As for the goods? They’re good, that’s for sure. The order-at-the-bar system can be a little unwieldy if the place is packed, but any of that potential stress is alleviated by the immediate delivery of a perfectly mixed batch cocktail or frozen spiked slushee. It’s best to order several small plates, and grab enough utensils to share. Simply seasoned veggies, like the wood-smoked snap peas, served with a kimchee dipping sauce, are a nice way to kick things off — the oaky flavor prepares the palate for what’s to come.

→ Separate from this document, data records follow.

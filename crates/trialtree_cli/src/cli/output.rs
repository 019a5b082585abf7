//! Output formatting for CLI commands
//!
//! Tables go through comfy-table with cyan headers; statuses and types get a
//! fixed colour each so a tree can be scanned at a glance.

use comfy_table::{presets::UTF8_FULL_CONDENSED, Cell, Color, ContentArrangement, Table};
use serde::Serialize;
use trialtree::{PathStatus, PathType};

/// A table cell with an optional foreground colour
pub type StyledCell = (String, Option<Color>);

fn new_table(headers: &[&str]) -> Table {
    let mut table = Table::new();
    table
        .load_preset(UTF8_FULL_CONDENSED)
        .set_content_arrangement(ContentArrangement::Dynamic);
    let header_cells: Vec<Cell> = headers
        .iter()
        .map(|h| Cell::new(h).fg(Color::Cyan))
        .collect();
    table.set_header(header_cells);
    table
}

/// Print a table with headers and rows
pub fn print_table(headers: &[&str], rows: Vec<Vec<String>>) {
    let mut table = new_table(headers);
    for row in rows {
        table.add_row(row);
    }
    println!("{}", table);
}

/// Print a table with per-cell colours
pub fn print_table_colored(headers: &[&str], rows: Vec<Vec<StyledCell>>) {
    let mut table = new_table(headers);
    for row in rows {
        let cells: Vec<Cell> = row
            .into_iter()
            .map(|(text, color)| match color {
                Some(c) => Cell::new(text).fg(c),
                None => Cell::new(text),
            })
            .collect();
        table.add_row(cells);
    }
    println!("{}", table);
}

/// Pretty-print any serializable value as JSON on stdout
pub fn print_json<T: Serialize>(value: &T) -> anyhow::Result<()> {
    println!("{}", serde_json::to_string_pretty(value)?);
    Ok(())
}

pub fn status_color(status: PathStatus) -> Color {
    match status {
        PathStatus::Done => Color::Green,
        PathStatus::Error => Color::Red,
        PathStatus::Processing | PathStatus::Slurm => Color::Yellow,
        PathStatus::WaitingForServer => Color::Blue,
        PathStatus::ReadyToProcess => Color::Magenta,
        PathStatus::NeedsData => Color::DarkYellow,
        PathStatus::Loading => Color::Grey,
    }
}

pub fn type_color(path_type: PathType) -> Color {
    match path_type {
        PathType::Dataset => Color::Cyan,
        PathType::Subject => Color::Green,
        PathType::Trial | PathType::TrialSegment => Color::White,
        PathType::TrialsFolder => Color::DarkCyan,
        PathType::NotFound | PathType::Loading => Color::Grey,
    }
}

pub fn status_cell(status: PathStatus) -> StyledCell {
    (status.to_string(), Some(status_color(status)))
}

pub fn type_cell(path_type: PathType) -> StyledCell {
    (path_type.to_string(), Some(type_color(path_type)))
}

pub fn plain(text: impl Into<String>) -> StyledCell {
    (text.into(), None)
}

pub fn yes_no(value: bool) -> &'static str {
    if value {
        "yes"
    } else {
        "-"
    }
}

/// Fixed-precision float, or `-` when absent
pub fn format_metric(value: Option<f64>) -> String {
    match value {
        Some(v) => format!("{:.4}", v),
        None => "-".to_string(),
    }
}

/// Shown for the store root, whose logical path is empty
pub fn display_path(path: &str) -> &str {
    if path.is_empty() {
        "/"
    } else {
        path
    }
}
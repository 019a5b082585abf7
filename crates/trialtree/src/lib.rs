//! Trialtree - path classification and status aggregation for motion-capture
//! datasets kept in an object store.
//!
//! The bucket is organized as `dataset -> subject -> trials/<trial> -> segment_<n>`,
//! with the role of each folder encoded by reserved marker files
//! (`_dataset.json`, `_subject.json`, `_trial.json`) and processing state
//! encoded by flag files (`PROCESSING`, `ERROR`, ...). This crate answers two
//! questions about any path, purely from cached listings:
//!
//! - what kind of node is it ([`classify::classify`])
//! - what processing state is it in ([`status::status`])
//!
//! and builds typed views over the tree ([`contents`]). Listings are fetched
//! lazily through a [`session::DirectorySession`] backed by an
//! [`storage::ObjectStore`].

pub mod cache;
pub mod classify;
pub mod config;
pub mod contents;
pub mod error;
pub mod paths;
pub mod reserved;
pub mod results;
pub mod session;
pub mod status;
pub mod storage;
pub mod types;
pub mod view_state;

mod mutations;

pub use cache::{ListingCache, PathCache};
pub use config::TrialTreeConfig;
pub use error::{Result, TrialTreeError};
pub use session::DirectorySession;
pub use storage::{LocalObjectStore, MemoryObjectStore, ObjectStore};
pub use types::{FileEntry, Listing, PathStatus, PathType};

The smoked meats, ranging from salmon to pork belly and brisket, are all excellent, and served in a variety of ways — atop coconut rice, in a sandwich, on their own, drenched in various Asian condiments, with seasonal veggies that have been pickled. Plates are brought out as they’re ready; in the meantime, guests are vibing to a kickass soundtrack that ranges from Nas to obscure psych-rock.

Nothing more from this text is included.